Dataset:
....

//! Request body helpers: multipart forms and lenient field parsing.

use std::collections::HashMap;
use std::fmt::Display;
use std::str::FromStr;

use axum::extract::Multipart;
use serde::de::{self, Deserializer};
use serde::Deserialize;
use serde_json::Value;

use super::ApiError;

/// A file part of a multipart form.
#[derive(Debug, Clone)]
pub struct UploadedFile {
    pub file_name: String,
    pub bytes: Vec<u8>,
}

/// A fully read multipart form. Parts with a file name are files, the rest text.
#[derive(Debug, Default)]
pub struct Form {
    fields: HashMap<String, Vec<String>>,
    files: HashMap<String, Vec<UploadedFile>>,
}

impl Form {
    /// Reads every part of `multipart`.
    ///
    /// # Errors
    ///
    /// Returns an error if the body is not a valid multipart stream.
    pub async fn read(mut multipart: Multipart) -> Result<Self, ApiError> {
        let mut form = Self::default();

        while let Some(field) = multipart.next_field().await? {
            let name = field.name().unwrap_or_default().to_string();

            match field.file_name().map(ToString::to_string) {
                Some(file_name) => {
                    let bytes = field.bytes().await?.to_vec();
                    form.files.entry(name).or_default().push(UploadedFile { file_name, bytes });
                }
                None => {
                    let text = field.text().await?;
                    form.fields.entry(name).or_default().push(text);
                }
            }
        }

        Ok(form)
    }

    /// First value of a text field, `None` when missing or blank.
    pub fn text(&self, name: &str) -> Option<&str> {
        self.fields
            .get(name)
            .and_then(|values| values.first())
            .map(|v| v.trim())
            .filter(|v| !v.is_empty())
    }

    pub fn texts(&self, name: &str) -> &[String] {
        self.fields.get(name).map_or(&[], Vec::as_slice)
    }

    /// # Errors
    ///
    /// Returns an error if the field is missing or blank.
    pub fn required(&self, name: &str) -> Result<&str, ApiError> {
        self.text(name)
            .ok_or_else(|| ApiError::BadRequest(format!("{name} is required")))
    }

    /// Parses a text field, `None` when missing or blank.
    ///
    /// # Errors
    ///
    /// Returns an error if the field is present but does not parse.
    pub fn parse<T>(&self, name: &str) -> Result<Option<T>, ApiError>
    where
        T: FromStr,
        T::Err: Display,
    {
        self.text(name)
            .map(|v| {
                v.parse()
                    .map_err(|e| ApiError::BadRequest(format!("invalid {name}: {e}")))
            })
            .transpose()
    }

    /// Parses a JSON-encoded text field, `None` when missing or blank.
    ///
    /// # Errors
    ///
    /// Returns an error if the field is present but is not valid JSON for `T`.
    pub fn json<T: for<'de> Deserialize<'de>>(&self, name: &str) -> Result<Option<T>, ApiError> {
        self.text(name)
            .map(|v| {
                serde_json::from_str(v).map_err(|e| ApiError::BadRequest(format!("invalid {name}: {e}")))
            })
            .transpose()
    }

    /// Removes and returns the first file of a field.
    pub fn take_file(&mut self, name: &str) -> Option<UploadedFile> {
        let files = self.files.get_mut(name)?;
        (!files.is_empty()).then(|| files.remove(0))
    }

    /// Removes and returns every file of a field.
    pub fn take_files(&mut self, name: &str) -> Vec<UploadedFile> {
        self.files.remove(name).unwrap_or_default()
    }
}

/// Deserializes an optional value that may arrive as a number, a string, or an
/// empty string meaning "absent".
///
/// # Errors
///
/// Returns an error if a non-empty value does not parse as `T`.
pub fn lenient<'de, D, T>(deserializer: D) -> Result<Option<T>, D::Error>
where
    D: Deserializer<'de>,
    T: FromStr,
    T::Err: Display,
{
    let raw = match Option::<Value>::deserialize(deserializer)? {
        None | Some(Value::Null) => return Ok(None),
        Some(Value::String(s)) => s,
        Some(Value::Number(n)) => n.to_string(),
        Some(Value::Bool(b)) => b.to_string(),
        Some(other) => return Err(de::Error::custom(format!("unexpected value {other}"))),
    };

    let raw = raw.trim();
    if raw.is_empty() {
        return Ok(None);
    }
    raw.parse().map(Some).map_err(de::Error::custom)
}

/// Turns an `{id: index}` JSON object into pairs.
///
/// # Errors
///
/// Returns an error if a key is not an integer id.
pub fn parse_order(order: &HashMap<String, i32>) -> Result<Vec<(i64, i32)>, ApiError> {
    order
        .iter()
        .map(|(id, &index)| {
            id.trim()
                .parse()
                .map(|id| (id, index))
                .map_err(|_| ApiError::BadRequest(format!("invalid id {id:?} in order")))
        })
        .collect()
}

/// Content type to serve a stored file with, judged by its extension.
pub fn content_type_for(path: &str) -> &'static str {
    match labelnet_structs::file_extension(path).as_deref() {
        Some("png") => "image/png",
        Some("jpg" | "jpeg") => "image/jpeg",
        Some("webp") => "image/webp",
        Some("avif") => "image/avif",
        Some("txt") => "text/plain; charset=utf-8",
        Some("doc") => "application/msword",
        Some("docx") => "application/vnd.openxmlformats-officedocument.wordprocessingml.document",
        Some("json") => "application/json",
        _ => "application/octet-stream",
    }
}

#[cfg(test)]
mod tests {
    use super::*;

    #[derive(Debug, Deserialize)]
    struct Fields {
        #[serde(default, deserialize_with = "lenient")]
        count: Option<u32>,

        #[serde(default, deserialize_with = "lenient", alias = "probability")]
        rate: Option<f64>,
    }

    #[test]
    fn test_lenient_accepts_numbers_strings_and_blanks() {
        let fields: Fields = serde_json::from_str(r#"{"count": 3, "rate": "0.5"}"#).unwrap();
        assert_eq!(fields.count, Some(3));
        assert_eq!(fields.rate, Some(0.5));

        let fields: Fields = serde_json::from_str(r#"{"count": "", "probability": 0.25}"#).unwrap();
        assert_eq!(fields.count, None);
        assert_eq!(fields.rate, Some(0.25));

        let fields: Fields = serde_json::from_str("{}").unwrap();
        assert_eq!(fields.count, None);
        assert_eq!(fields.rate, None);
    }

    #[test]
    fn test_lenient_rejects_garbage() {
        assert!(serde_json::from_str::<Fields>(r#"{"count": "many"}"#).is_err());
        assert!(serde_json::from_str::<Fields>(r#"{"count": [1]}"#).is_err());
    }

    #[test]
    fn test_parse_order() {
        let order = HashMap::from([("4".to_string(), 1), ("7".to_string(), 0)]);
        let mut pairs = parse_order(&order).unwrap();
        pairs.sort_unstable();
        assert_eq!(pairs, vec![(4, 1), (7, 0)]);

        let bad = HashMap::from([("x".to_string(), 0)]);
        assert!(parse_order(&bad).is_err());
    }

    #[test]
    fn test_content_types() {
        assert_eq!(content_type_for("files/1/abc-cat.PNG"), "image/png");
        assert_eq!(content_type_for("models/3/weights.bin"), "application/octet-stream");
    }
}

....

Requirement: Scan the lines above for the word "UploadedFile", then copy each line that has it.

Response below:
pub struct UploadedFile {
    files: HashMap<String, Vec<UploadedFile>>,
                    form.files.entry(name).or_default().push(UploadedFile { file_name, bytes });
    pub fn take_file(&mut self, name: &str) -> Option<UploadedFile> {
    pub fn take_files(&mut self, name: &str) -> Vec<UploadedFile> {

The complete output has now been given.